Please find every line of the listing below where "from" occurs and copy it.

§ **Material shown**
= = = = = = =
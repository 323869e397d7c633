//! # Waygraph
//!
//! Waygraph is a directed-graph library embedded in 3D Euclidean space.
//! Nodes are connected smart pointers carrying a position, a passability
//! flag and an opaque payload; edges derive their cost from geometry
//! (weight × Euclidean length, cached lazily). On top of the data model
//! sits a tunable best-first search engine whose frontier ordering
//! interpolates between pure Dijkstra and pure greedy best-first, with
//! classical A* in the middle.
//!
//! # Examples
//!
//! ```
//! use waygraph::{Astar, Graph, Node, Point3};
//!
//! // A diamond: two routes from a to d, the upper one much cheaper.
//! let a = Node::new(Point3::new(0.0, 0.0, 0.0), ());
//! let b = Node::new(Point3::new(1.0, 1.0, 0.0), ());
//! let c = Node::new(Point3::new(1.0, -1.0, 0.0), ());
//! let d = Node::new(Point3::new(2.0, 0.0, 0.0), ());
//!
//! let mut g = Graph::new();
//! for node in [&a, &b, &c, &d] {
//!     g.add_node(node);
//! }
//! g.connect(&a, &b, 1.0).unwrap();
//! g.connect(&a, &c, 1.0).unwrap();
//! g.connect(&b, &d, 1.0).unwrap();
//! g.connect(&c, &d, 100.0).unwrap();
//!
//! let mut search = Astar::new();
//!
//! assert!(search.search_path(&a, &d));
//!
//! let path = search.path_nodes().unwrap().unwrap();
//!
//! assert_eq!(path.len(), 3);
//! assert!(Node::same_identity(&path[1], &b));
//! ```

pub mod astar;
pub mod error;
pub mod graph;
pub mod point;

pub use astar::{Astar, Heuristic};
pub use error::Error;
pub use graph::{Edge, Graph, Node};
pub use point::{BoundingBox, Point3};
= = = = = = =
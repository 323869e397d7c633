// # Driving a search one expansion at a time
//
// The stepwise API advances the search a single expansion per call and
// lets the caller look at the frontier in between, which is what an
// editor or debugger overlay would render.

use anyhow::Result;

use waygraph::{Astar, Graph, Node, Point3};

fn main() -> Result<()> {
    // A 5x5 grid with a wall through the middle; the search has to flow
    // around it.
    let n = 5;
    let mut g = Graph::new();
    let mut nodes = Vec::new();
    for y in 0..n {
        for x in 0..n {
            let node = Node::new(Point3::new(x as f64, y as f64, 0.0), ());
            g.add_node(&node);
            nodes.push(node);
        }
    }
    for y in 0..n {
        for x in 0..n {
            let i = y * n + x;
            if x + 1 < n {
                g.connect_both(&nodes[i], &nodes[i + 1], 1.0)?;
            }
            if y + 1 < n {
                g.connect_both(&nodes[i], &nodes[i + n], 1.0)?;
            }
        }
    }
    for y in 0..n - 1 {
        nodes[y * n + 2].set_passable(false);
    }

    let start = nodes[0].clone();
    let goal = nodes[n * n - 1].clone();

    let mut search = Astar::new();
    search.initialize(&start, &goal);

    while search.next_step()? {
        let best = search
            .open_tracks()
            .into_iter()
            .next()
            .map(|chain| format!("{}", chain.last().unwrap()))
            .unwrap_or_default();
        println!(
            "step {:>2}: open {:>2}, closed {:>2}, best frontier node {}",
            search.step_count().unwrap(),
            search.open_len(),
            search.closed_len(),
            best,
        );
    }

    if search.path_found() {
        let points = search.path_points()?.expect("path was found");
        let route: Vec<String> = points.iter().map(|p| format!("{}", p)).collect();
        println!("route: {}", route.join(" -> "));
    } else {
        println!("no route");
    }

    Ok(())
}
= = = = = = =
§ **Task output**
//! flag and an opaque payload; edges derive their cost from geometry
//! // A diamond: two routes from a to d, the upper one much cheaper.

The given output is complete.